Problem to solve – In the records below, find the line with "Replaces the cursor" and the line with "at the caret."; return exactly those lines and every line between them.

*** Opening Exercise materials ***

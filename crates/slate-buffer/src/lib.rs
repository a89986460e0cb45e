//! # Slate Buffer
//!
//! Rope-backed text storage for the notepad, plus the small value types the
//! rest of the editor speaks in.
//!
//! ## Key Concepts
//!
//! ### Ownership & Borrowing
//! - `TextBuffer` owns the rope
//! - Accessors like `text()` and `line()` hand out borrowed `Cow<str>` views
//! - Mutations require `&mut self`
//!
//! ### Positions are chars, not bytes
//! Every column and index in this crate counts Unicode scalar values, so a
//! Japanese line and an ASCII line of the same length have the same columns.

mod buffer;
mod cursor;
mod history;
mod selection;

pub use buffer::TextBuffer;
pub use cursor::{Cursor, Position};
pub use history::{EditKind, History, Snapshot};
pub use selection::Selection;

/// Result type for buffer operations
pub type BufferResult<T> = Result<T, BufferError>;

/// Errors that can occur during buffer operations
#[derive(Debug, thiserror::Error)]
pub enum BufferError {
    #[error("Position {line}:{column} is out of bounds")]
    PositionOutOfBounds { line: usize, column: usize },

    #[error("Invalid character index: {0}")]
    InvalidCharIndex(usize),

    #[error("Buffer has no file path")]
    NoFilePath,

    #[error("IO error: {0}")]
    Io(#[from] std::io::Error),
}

#[cfg(test)]
mod tests {
    use super::*;

    #[test]
    fn test_buffer_creation() {
        let buffer = TextBuffer::new();
        assert!(buffer.is_empty());
        assert_eq!(buffer.len_chars(), 0);
        assert_eq!(buffer.len_lines(), 1);
    }

    #[test]
    fn test_buffer_from_string() {
        let buffer = TextBuffer::from("Hello, World!");
        assert_eq!(buffer.len_chars(), 13);
        assert_eq!(buffer.text(), "Hello, World!");
    }

    #[test]
    fn test_line_operations() {
        let buffer = TextBuffer::from("Line 1\nLine 2\nLine 3");
        assert_eq!(buffer.len_lines(), 3);
        assert_eq!(buffer.line(0).unwrap(), "Line 1\n");
        assert_eq!(buffer.line(1).unwrap(), "Line 2\n");
        assert_eq!(buffer.line(2).unwrap(), "Line 3");
    }

    #[test]
    fn test_find_returns_position_range() {
        let buffer = TextBuffer::from("alpha\nbeta\ngamma");
        let range = buffer.find_forward("beta", 0, true).unwrap();
        let start = buffer.char_idx_to_position(range.start).unwrap();
        let end = buffer.char_idx_to_position(range.end).unwrap();
        assert_eq!(Selection::new(start, end), Selection::new(Position::new(1, 0), Position::new(1, 4)));
    }
}
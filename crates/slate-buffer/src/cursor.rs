//! Cursor and position types for text navigation.
//!
//! ## Learning: Newtype Pattern
//!
//! `Position` is a struct that wraps line/column coordinates.
//! This is better than using `(usize, usize)` because you can't
//! accidentally swap line and column, and the fields name themselves.

use crate::Selection;

/// A position in the text buffer (line and column).
///
/// Both line and column are 0-indexed. A "line" here is a block in layout
/// terms: one run of text between line breaks, however many rows it wraps to.
#[derive(Debug, Clone, Copy, PartialEq, Eq, Hash, Default)]
pub struct Position {
    /// Line number (0-indexed)
    pub line: usize,
    /// Column number (0-indexed, in characters not bytes)
    pub column: usize,
}

impl Position {
    /// Creates a new position.
    pub fn new(line: usize, column: usize) -> Self {
        Self { line, column }
    }

    /// Position at the start of the document.
    pub const ZERO: Position = Position { line: 0, column: 0 };
}

impl PartialOrd for Position {
    fn partial_cmp(&self, other: &Self) -> Option<std::cmp::Ordering> {
        Some(self.cmp(other))
    }
}

impl Ord for Position {
    fn cmp(&self, other: &Self) -> std::cmp::Ordering {
        match self.line.cmp(&other.line) {
            std::cmp::Ordering::Equal => self.column.cmp(&other.column),
            other => other,
        }
    }
}

impl std::fmt::Display for Position {
    fn fmt(&self, f: &mut std::fmt::Formatter<'_>) -> std::fmt::Result {
        // Display as 1-indexed for user-facing output
        write!(f, "{}:{}", self.line + 1, self.column + 1)
    }
}

/// The caret plus an optional selection anchor.
///
/// Only the editor facade keeps one of these. It mirrors what the text widget
/// reports, and remembers the anchor of selections it made itself (search
/// matches) so the next search can start from the right end.
#[derive(Debug, Clone, Copy, PartialEq, Eq, Default)]
pub struct Cursor {
    /// Current caret position
    pub position: Position,

    /// Selection anchor. When Some, text between anchor and position is selected.
    pub anchor: Option<Position>,
}

impl Cursor {
    /// Creates a new cursor at a position.
    pub fn new(position: Position) -> Self {
        Self {
            position,
            anchor: None,
        }
    }

    /// Moves the cursor to a new position, clearing selection.
    pub fn move_to(&mut self, position: Position) {
        self.position = position;
        self.anchor = None;
    }

    /// Replaces the cursor with a selection; the caret ends up at `selection.end`.
    pub fn select(&mut self, selection: Selection) {
        self.anchor = Some(selection.start);
        self.position = selection.end;
    }

    /// Returns true if text is selected.
    pub fn has_selection(&self) -> bool {
        !self.selection().is_cursor()
    }

    /// Returns the normalized selection, or a zero-width one at the caret.
    pub fn selection(&self) -> Selection {
        match self.anchor {
            Some(anchor) => Selection::new(anchor, self.position),
            None => Selection::cursor(self.position),
        }
    }
}
//! Core text buffer implementation using rope data structure.
//!
//! ## Why Rope?
//!
//! The notepad mirrors the editor widget's text here before every search and
//! save. A rope keeps that mirror cheap to rebuild and gives O(log n)
//! line/char conversions, which the search and gutter code lean on.
//!
//! ## Learning: Ownership in Action
//!
//! ```rust,ignore
//! let mut buffer = TextBuffer::new(); // buffer OWNS the rope
//! let text = buffer.text();           // text BORROWS from buffer
//! // buffer.set_text("x");            // ERROR! Can't mutate while borrowed
//! drop(text);                         // Release borrow
//! buffer.set_text("x");               // Now OK!
//! ```

use ropey::Rope;
use std::borrow::Cow;
use std::ops::Range;
use std::path::{Path, PathBuf};

use crate::{BufferError, BufferResult, Position};

/// A text buffer backed by a rope data structure.
///
/// # Thread Safety
///
/// `TextBuffer` is `Send` but not `Sync` - it can be moved between threads
/// but shouldn't be accessed from multiple threads simultaneously.
#[derive(Debug, Clone)]
pub struct TextBuffer {
    /// The rope holding our text content
    rope: Rope,

    /// Whether the buffer has unsaved changes
    modified: bool,

    /// Associated file path (if any)
    file_path: Option<PathBuf>,
}

impl TextBuffer {
    /// Creates a new empty buffer.
    ///
    /// # Example
    /// ```
    /// use slate_buffer::TextBuffer;
    ///
    /// let buffer = TextBuffer::new();
    /// assert!(buffer.is_empty());
    /// ```
    pub fn new() -> Self {
        Self {
            rope: Rope::new(),
            modified: false,
            file_path: None,
        }
    }

    /// Loads a buffer from a file.
    ///
    /// The file must be valid UTF-8; anything else surfaces as an
    /// `InvalidData` I/O error.
    ///
    /// # Learning: Error Handling with `?`
    ///
    /// The `?` operator propagates errors up the call stack.
    /// It's syntactic sugar for:
    /// ```rust,ignore
    /// match result {
    ///     Ok(value) => value,
    ///     Err(e) => return Err(e.into()),
    /// }
    /// ```
    pub fn from_file(path: impl AsRef<Path>) -> BufferResult<Self> {
        let path = path.as_ref();
        let content = std::fs::read_to_string(path)?;

        Ok(Self {
            rope: Rope::from_str(&content),
            modified: false,
            file_path: Some(path.to_path_buf()),
        })
    }

    /// Saves the buffer to its associated file.
    pub fn save(&mut self) -> BufferResult<()> {
        let path = self.file_path.clone().ok_or(BufferError::NoFilePath)?;
        self.save_as(&path)
    }

    /// Saves the buffer to a specific path.
    ///
    /// The rope is written verbatim: no line ending conversion, no BOM and
    /// no trailing newline are added.
    pub fn save_as(&mut self, path: impl AsRef<Path>) -> BufferResult<()> {
        let path = path.as_ref();

        // Write next to the target first, then rename over it
        let temp_path = temp_path_for(path);
        let mut file = std::fs::File::create(&temp_path)?;
        self.rope.write_to(&mut file)?;
        file.sync_all()?;
        drop(file);

        if let Err(e) = std::fs::rename(&temp_path, path) {
            let _ = std::fs::remove_file(&temp_path);
            return Err(e.into());
        }

        self.file_path = Some(path.to_path_buf());
        self.modified = false;
        Ok(())
    }

    // ==================== Text Access ====================

    /// Returns the entire text content as a `Cow<str>`.
    ///
    /// # Learning: Cow (Clone-on-Write)
    ///
    /// For small buffers, this returns a borrowed reference (cheap).
    /// For large buffers spanning multiple rope chunks, it allocates.
    #[inline]
    pub fn text(&self) -> Cow<'_, str> {
        self.rope.slice(..).into()
    }

    /// Returns a specific line (0-indexed).
    ///
    /// Line includes the trailing newline if present.
    pub fn line(&self, line_idx: usize) -> BufferResult<Cow<'_, str>> {
        if line_idx >= self.len_lines() {
            return Err(BufferError::PositionOutOfBounds {
                line: line_idx,
                column: 0,
            });
        }
        Ok(self.rope.line(line_idx).into())
    }

    // ==================== Measurements ====================

    /// Returns true if the buffer is empty.
    #[inline]
    pub fn is_empty(&self) -> bool {
        self.rope.len_chars() == 0
    }

    /// Returns the number of characters (Unicode scalar values) in the buffer.
    #[inline]
    pub fn len_chars(&self) -> usize {
        self.rope.len_chars()
    }

    /// Returns the number of lines in the buffer.
    ///
    /// An empty buffer has 1 line. A buffer ending with `\n` counts
    /// the empty line after it.
    #[inline]
    pub fn len_lines(&self) -> usize {
        self.rope.len_lines()
    }

    /// Returns the length of a line in characters, excluding its line break.
    pub fn line_len(&self, line_idx: usize) -> BufferResult<usize> {
        let line = self.line(line_idx)?;
        let trimmed = line.trim_end_matches(['\n', '\r']);
        Ok(trimmed.chars().count())
    }

    // ==================== Mutations ====================

    /// Replaces the whole content.
    ///
    /// Marks the buffer modified only when the text actually changed.
    pub fn set_text(&mut self, text: &str) {
        if self.rope == text {
            return;
        }
        self.rope = Rope::from_str(text);
        self.modified = true;
    }

    /// Marks the buffer as saved without touching disk.
    pub fn mark_clean(&mut self) {
        self.modified = false;
    }

    // ==================== Position Conversion ====================

    /// Converts a Position (line, column) to a character index.
    ///
    /// # Learning: Bounds Checking
    ///
    /// We validate input before operations to maintain invariants.
    /// This prevents panics and provides meaningful error messages.
    pub fn position_to_char_idx(&self, pos: Position) -> BufferResult<usize> {
        if pos.line >= self.len_lines() {
            return Err(BufferError::PositionOutOfBounds {
                line: pos.line,
                column: pos.column,
            });
        }

        let line_start = self.rope.line_to_char(pos.line);
        let line_len = self.rope.line(pos.line).len_chars();

        // Allow column to be at end of line (for insertion)
        if pos.column > line_len {
            return Err(BufferError::PositionOutOfBounds {
                line: pos.line,
                column: pos.column,
            });
        }

        Ok(line_start + pos.column)
    }

    /// Converts a character index to a Position (line, column).
    pub fn char_idx_to_position(&self, char_idx: usize) -> BufferResult<Position> {
        if char_idx > self.len_chars() {
            return Err(BufferError::InvalidCharIndex(char_idx));
        }

        let line = self.rope.char_to_line(char_idx);
        let line_start = self.rope.line_to_char(line);
        let column = char_idx - line_start;

        Ok(Position { line, column })
    }

    /// Clamps a position into the buffer, snapping to the nearest valid spot.
    pub fn clamp_position(&self, pos: Position) -> Position {
        let line = pos.line.min(self.len_lines().saturating_sub(1));
        let max_col = self.line_len(line).unwrap_or(0);
        Position::new(line, pos.column.min(max_col))
    }

    // ==================== State Queries ====================

    /// Returns true if the buffer has unsaved changes.
    pub fn is_modified(&self) -> bool {
        self.modified
    }

    /// Returns the associated file path, if any.
    pub fn file_path(&self) -> Option<&Path> {
        self.file_path.as_deref()
    }

    // ==================== Search ====================

    /// Finds the first occurrence of `pattern` starting at or after `from`.
    ///
    /// Returns the matched character range. Matching compares chars one by
    /// one, folding case unless `case_sensitive` is set.
    pub fn find_forward(
        &self,
        pattern: &str,
        from: usize,
        case_sensitive: bool,
    ) -> Option<Range<usize>> {
        let needle: Vec<char> = pattern.chars().collect();
        let len = self.len_chars();
        if needle.is_empty() || needle.len() > len || from > len - needle.len() {
            return None;
        }

        (from..=len - needle.len())
            .find(|&start| self.matches_at(&needle, start, case_sensitive))
            .map(|start| start..start + needle.len())
    }

    /// Finds the last occurrence of `pattern` that starts before `before`.
    pub fn find_backward(
        &self,
        pattern: &str,
        before: usize,
        case_sensitive: bool,
    ) -> Option<Range<usize>> {
        let needle: Vec<char> = pattern.chars().collect();
        let len = self.len_chars();
        if needle.is_empty() || needle.len() > len || before == 0 {
            return None;
        }

        let upper = (before - 1).min(len - needle.len());
        (0..=upper)
            .rev()
            .find(|&start| self.matches_at(&needle, start, case_sensitive))
            .map(|start| start..start + needle.len())
    }

    fn matches_at(&self, needle: &[char], start: usize, case_sensitive: bool) -> bool {
        self.rope
            .chars_at(start)
            .zip(needle)
            .all(|(hay, &pat)| chars_match(hay, pat, case_sensitive))
    }
}

fn chars_match(a: char, b: char, case_sensitive: bool) -> bool {
    if a == b {
        return true;
    }
    !case_sensitive && a.to_lowercase().eq(b.to_lowercase())
}

/// Sibling temp file used for atomic saves, e.g. `notes.txt` -> `.notes.txt.slate-tmp`.
fn temp_path_for(path: &Path) -> PathBuf {
    let name = path
        .file_name()
        .map(|n| n.to_string_lossy().into_owned())
        .unwrap_or_else(|| "untitled".to_string());
    path.with_file_name(format!(".{name}.slate-tmp"))
}

impl Default for TextBuffer {
    fn default() -> Self {
        Self::new()
    }
}

impl From<&str> for TextBuffer {
    fn from(s: &str) -> Self {
        Self {
            rope: Rope::from_str(s),
            modified: false,
            file_path: None,
        }
    }
}

impl From<String> for TextBuffer {
    fn from(s: String) -> Self {
        Self::from(s.as_str())
    }
}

*** Closing Exercise materials ***

Solution to this problem –
    /// Replaces the cursor with a selection; the caret ends up at `selection.end`.
    pub fn select(&mut self, selection: Selection) {
        self.anchor = Some(selection.start);
        self.position = selection.end;
    }

    /// Returns true if text is selected.
    pub fn has_selection(&self) -> bool {
        !self.selection().is_cursor()
    }

    /// Returns the normalized selection, or a zero-width one at the caret.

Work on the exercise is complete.